Samuel Douglas

Statius’ Silvae and technical ekphrasis in the second sophistic

A Roman column, integrated into a later building, undergoing preservation work in NaplesProject Description: Ekphrasis as a pedagogical exercise emerges in the late first century AD, but the underlying structures of ekphrasis as a concept in rhetorical theory are evident in much earlier writers. My thesis project attempts to analyse Statius' Silvae through the lens of the known features of ekphrasis in the period in which it was written. The focus of the analysis is on those sections of the Silvae in which ekphrasis seems not to conform to more modern models of ekphrasis that emphasise artistic subjects, but instead examines the building projects, infrastructure, and environment of first century AD Rome. These sections are of particular interest where they engage with other modes of writing which are connected by the common thread of ekphrasis, which could reinforce an interpretation of ekphrasis as a cross-genre element.
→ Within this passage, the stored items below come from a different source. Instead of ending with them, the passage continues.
/// Handle table offset value marking a free entry.
pub(crate) const INVALID_OFFSET: u32 = (1 << 29) - 1;
/// Largest heap size, in words.
pub(crate) const MAX_HEAP_WORDS: u32 = INVALID_OFFSET - 1;

const GENERATION_SHIFT: u32 = 29;
const MIN_HANDLE_TABLE_LEN: usize = 16;

#[inline]
pub(crate) const fn entry_offset(entry: u32) -> u32 {
    entry & INVALID_OFFSET
}

#[inline]
pub(crate) const fn entry_generation(entry: u32) -> u8 {
    (entry >> GENERATION_SHIFT) as u8
}

#[inline]
pub(crate) const fn make_entry(offset: u32, generation: u8) -> u32 {
    (((generation & GENERATION_MASK) as u32) << GENERATION_SHIFT) | (offset & INVALID_OFFSET)
}

/// Words occupied by a header-prefixed block of the given kind and capacity.
pub(crate) fn block_words(ty: NodeType, capacity: u32) -> Option<u32> {
    match ty {
        NodeType::Array | NodeType::String => HEADER_WORDS.checked_add(capacity),
        NodeType::Table => capacity.checked_mul(2)?.checked_add(HEADER_WORDS),
        _ => None,
    }
}

/// Word capacity needed to store `len` string bytes plus the NUL terminator.
#[inline]
pub(crate) fn string_capacity(len: usize) -> Option<u32> {
    u32::try_from((len + 1).div_ceil(WORD_BYTES)).ok()
}

/// Resolved header of a container or string block.
#[derive(Debug, Clone, Copy, PartialEq, Eq)]
pub(crate) struct Block {
    pub(crate) offset: u32,
    pub(crate) count: u32,
    pub(crate) capacity: u32,
}

impl Block {
    /// Word offset of value slot `i`.
    #[inline]
    pub(crate) const fn value_slot(self, i: u32) -> u32 {
        self.offset + HEADER_WORDS + i
    }

    /// Word offset of key slot `i` (tables only).
    #[inline]
    pub(crate) const fn key_slot(self, i: u32) -> u32 {
        self.offset + HEADER_WORDS + self.capacity + i
    }
}

#[derive(Debug, Clone, Default, PartialEq, Eq)]
pub(crate) struct Heap {
    data: Vec<u8>,
    handles: Vec<u32>,
    next_handle: u32,
    allocated: u32,
}
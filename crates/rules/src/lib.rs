//! Built-in fix rules and their lookup table.
//!
//! A [`FixRule`] binds a scanner check to a fix function. Bandit and
//! Checkov rules are keyed by the scanner's own stable identifier; OPA
//! policy names are free text and go through the keyword matcher in
//! [`opa::match_policy`] first. Tables are static and shared read-only
//! across a whole run.

use findings::{Finding, Scanner};
use serde_yaml::Value as YamlValue;
use std::collections::HashMap;

mod bandit;
mod checkov;
mod edit;
mod opa;

pub use opa::match_policy;

/// Rewrites a whole file's text content.
pub type TextFix = fn(&str, &Finding) -> anyhow::Result<String>;

/// Mutates one parsed YAML document; returns whether it changed.
pub type YamlFix = fn(&mut YamlValue, &Finding) -> anyhow::Result<bool>;

/// How a rule applies its fix.
#[derive(Debug, Clone, Copy)]
pub enum FixKind {
    Text(TextFix),
    YamlDoc(YamlFix),
}

#[derive(Debug)]
/// One registered fix: what it remediates, how, and which compliance
/// controls the remediation satisfies.
pub struct FixRule {
    pub id: &'static str,
    pub name: &'static str,
    pub description: &'static str,
    pub kind: FixKind,
    pub compliance: &'static [&'static str],
}

/// All registered fix rules, indexed for lookup.
///
/// Covers a deliberately small slice of each scanner's checks; most
/// real-world findings have no fix here and are reported as skipped.
pub struct RuleTable {
    by_id: HashMap<&'static str, &'static FixRule>,
    ordered: Vec<&'static FixRule>,
}

impl RuleTable {
    /// Builds the table from the built-in bandit, checkov and OPA rules.
    pub fn builtin() -> Self {
        let mut by_id = HashMap::new();
        let mut ordered = Vec::new();
        for rule in bandit::TABLE
            .iter()
            .chain(checkov::TABLE)
            .chain(opa::TABLE)
        {
            by_id.insert(rule.id, rule);
            ordered.push(rule);
        }
        RuleTable { by_id, ordered }
    }

    /// Resolves the fix rule for a finding, if one is registered.
    ///
    /// OPA findings carry a free-text policy name instead of a stable id,
    /// so they resolve through the ordered keyword matcher.
    pub fn lookup(&self, finding: &Finding) -> Option<&'static FixRule> {
        let key = match finding.scanner {
            Scanner::Opa => opa::match_policy(&finding.rule_id)?,
            _ => finding.rule_id.as_str(),
        };
        self.by_id.get(key).copied()
    }

    /// Looks a rule up by its registered id.
    pub fn get(&self, id: &str) -> Option<&'static FixRule> {
        self.by_id.get(id).copied()
    }

    /// Rules in registration order.
    pub fn iter(&self) -> impl Iterator<Item = &'static FixRule> + '_ {
        self.ordered.iter().copied()
    }

    pub fn len(&self) -> usize {
        self.ordered.len()
    }

    pub fn is_empty(&self) -> bool {
        self.ordered.is_empty()
    }
}

impl Default for RuleTable {
    fn default() -> Self {
        Self::builtin()
    }
}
This interpretation arises both from similar uses in generically distant texts, and from the analysis of rhetorical theorists that discuss the texts. By examining these sections of poetry through the lens of rhetorical theory, the project aims to demonstrate the close connection between epideictic rhetoric and the poetry of the and the enduring influence of rhetorical concepts of ekphrasis on other traditions of ekphrastic writing in this period. In doing so it also aims to open up new approaches to reading Statius' non-art ekphrases.